Aim of the exercise:
Within the listing below, show every line that contains the word "return".

Provided information:
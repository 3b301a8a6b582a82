//! 规则编译器核心
//! 仅负责将原始规则定义编译为可执行的正则模式，任一模式非法即整体失败

use std::time::Instant;
use regex::Regex;
use tracing::debug;

use super::pattern::{CompiledPattern, CompiledRule, CompiledRuleSet};
use crate::error::{MmDetectError, MmResult};
use crate::rule::{Encoding, PatternRule, RuleDefinition};

/// 规则编译器
pub struct RuleCompiler;

impl RuleCompiler {
    /// 编译规则定义
    pub fn compile(definition: &RuleDefinition) -> MmResult<CompiledRuleSet> {
        let start = Instant::now();
        let mut stats = CompileStats::default();

        let legacy_rules = Self::compile_rule_list(&definition.legacy_rules, Encoding::Legacy, &mut stats)?;
        let standard_rules = Self::compile_rule_list(&definition.standard_rules, Encoding::Standard, &mut stats)?;

        // 空串会让前缀判断恒真，直接丢弃
        let stacked_exception_words: Vec<String> = definition
            .stacked_exception_words
            .iter()
            .filter(|w| !w.is_empty())
            .cloned()
            .collect();

        debug!("Rule compilation finished in {:?}", start.elapsed());
        debug!(
            "Compile stats: legacy={}, standard={}, excludes={}, stacked words={}",
            stats.legacy_count,
            stats.standard_count,
            stats.exclude_count,
            stacked_exception_words.len()
        );

        Ok(CompiledRuleSet {
            legacy_rules,
            standard_rules,
            stacked_exception_words,
        })
    }

    /// 编译某一编码下的全部规则（保持声明顺序）
    fn compile_rule_list(
        rules: &[PatternRule],
        encoding: Encoding,
        stats: &mut CompileStats,
    ) -> MmResult<Vec<CompiledRule>> {
        let mut compiled = Vec::with_capacity(rules.len());
        for (id, rule) in rules.iter().enumerate() {
            compiled.push(Self::compile_rule(id, rule, encoding, stats)?);
        }
        Ok(compiled)
    }

    /// 编译单条规则
    fn compile_rule(
        id: usize,
        rule: &PatternRule,
        encoding: Encoding,
        stats: &mut CompileStats,
    ) -> MmResult<CompiledRule> {
        let pattern = Self::compile_single_pattern(&rule.pattern)?;

        let mut excludes = Vec::new();
        for exclude in rule.exclude_patterns.iter().flatten() {
            excludes.push(Self::compile_anchored_pattern(exclude)?);
        }

        stats.exclude_count += excludes.len();
        match encoding {
            Encoding::Legacy => stats.legacy_count += 1,
            Encoding::Standard => stats.standard_count += 1,
            Encoding::None => {}
        }

        Ok(CompiledRule {
            id,
            encoding,
            pattern,
            min_input_length: rule.min_input_length,
            max_input_length: rule.max_input_length.filter(|max| *max > 0),
            description: rule.description.clone(),
            excludes,
            // 仅传统编码规则支持该标记
            suppress_on_stacked_word: encoding == Encoding::Legacy
                && rule.suppress_on_stacked_word.unwrap_or(false),
        })
    }

    /// 编译单个正则模式
    fn compile_single_pattern(raw_pattern: &str) -> MmResult<CompiledPattern> {
        if raw_pattern.is_empty() {
            return Err(MmDetectError::RuleCompileError {
                pattern: raw_pattern.to_string(),
                reason: "empty pattern".to_string(),
            });
        }

        let regex = Regex::new(raw_pattern).map_err(|e| MmDetectError::RuleCompileError {
            pattern: raw_pattern.to_string(),
            reason: e.to_string(),
        })?;

        Ok(CompiledPattern {
            regex,
            source: raw_pattern.to_string(),
        })
    }

    /// 编译排除模式：隐式锚定到被测子串开头
    fn compile_anchored_pattern(raw_pattern: &str) -> MmResult<CompiledPattern> {
        // 先单独校验，避免分组包裹后报错信息偏移
        Self::compile_single_pattern(raw_pattern)?;

        let anchored = format!("^(?:{})", raw_pattern);
        let regex = Regex::new(&anchored).map_err(|e| MmDetectError::RuleCompileError {
            pattern: raw_pattern.to_string(),
            reason: e.to_string(),
        })?;

        Ok(CompiledPattern {
            regex,
            source: raw_pattern.to_string(),
        })
    }
}

/// 编译统计信息
#[derive(Debug, Clone, Default)]
struct CompileStats {
    legacy_count: usize,
    standard_count: usize,
    exclude_count: usize,
}
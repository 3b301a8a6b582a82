//! 编译后模式模型
//! 规则编译后的结构，构造完成后只读

use std::fmt;
use regex::Regex;

use crate::rule::Encoding;

/// 编译后的正则模式（可重复扫描）
#[derive(Clone)]
pub struct CompiledPattern {
    pub regex: Regex,
    // 原始模式串（诊断用）
    pub source: String,
}

impl CompiledPattern {
    /// 模式是否在 `input` 开头处命中（排除模式已在编译期锚定）
    pub fn matches_at_start(&self, input: &str) -> bool {
        self.regex.is_match(input)
    }
}

impl fmt::Debug for CompiledPattern {
    fn fmt(&self, f: &mut fmt::Formatter<'_>) -> fmt::Result {
        f.debug_tuple("CompiledPattern").field(&self.source).finish()
    }
}

/// 单条编译后规则
#[derive(Debug, Clone)]
pub struct CompiledRule {
    pub id: usize,
    pub encoding: Encoding,
    pub pattern: CompiledPattern,
    pub min_input_length: usize,
    // None 表示不设上限（原始值缺省或为 0）
    pub max_input_length: Option<usize>,
    pub description: Option<String>,
    pub excludes: Vec<CompiledPattern>,
    pub suppress_on_stacked_word: bool,
}

impl CompiledRule {
    /// 输入长度（字符数）是否落在规则的长度门限内
    pub fn accepts_length(&self, len: usize) -> bool {
        if len < self.min_input_length {
            return false;
        }
        match self.max_input_length {
            Some(max) => len <= max,
            None => true,
        }
    }
}

/// 编译后的规则集
#[derive(Debug, Clone, Default)]
pub struct CompiledRuleSet {
    pub legacy_rules: Vec<CompiledRule>,
    pub standard_rules: Vec<CompiledRule>,
    pub stacked_exception_words: Vec<String>,
}

impl CompiledRuleSet {
    /// 指定编码的规则列表（按声明顺序）
    pub fn rules_for(&self, encoding: Encoding) -> &[CompiledRule] {
        match encoding {
            Encoding::Legacy => &self.legacy_rules,
            Encoding::Standard => &self.standard_rules,
            Encoding::None => &[],
        }
    }

    pub fn rule_count(&self) -> usize {
        self.legacy_rules.len() + self.standard_rules.len()
    }

    pub fn is_empty(&self) -> bool {
        self.rule_count() == 0
    }
}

Answer to this problem:
            return Err(MmDetectError::RuleCompileError {
            return false;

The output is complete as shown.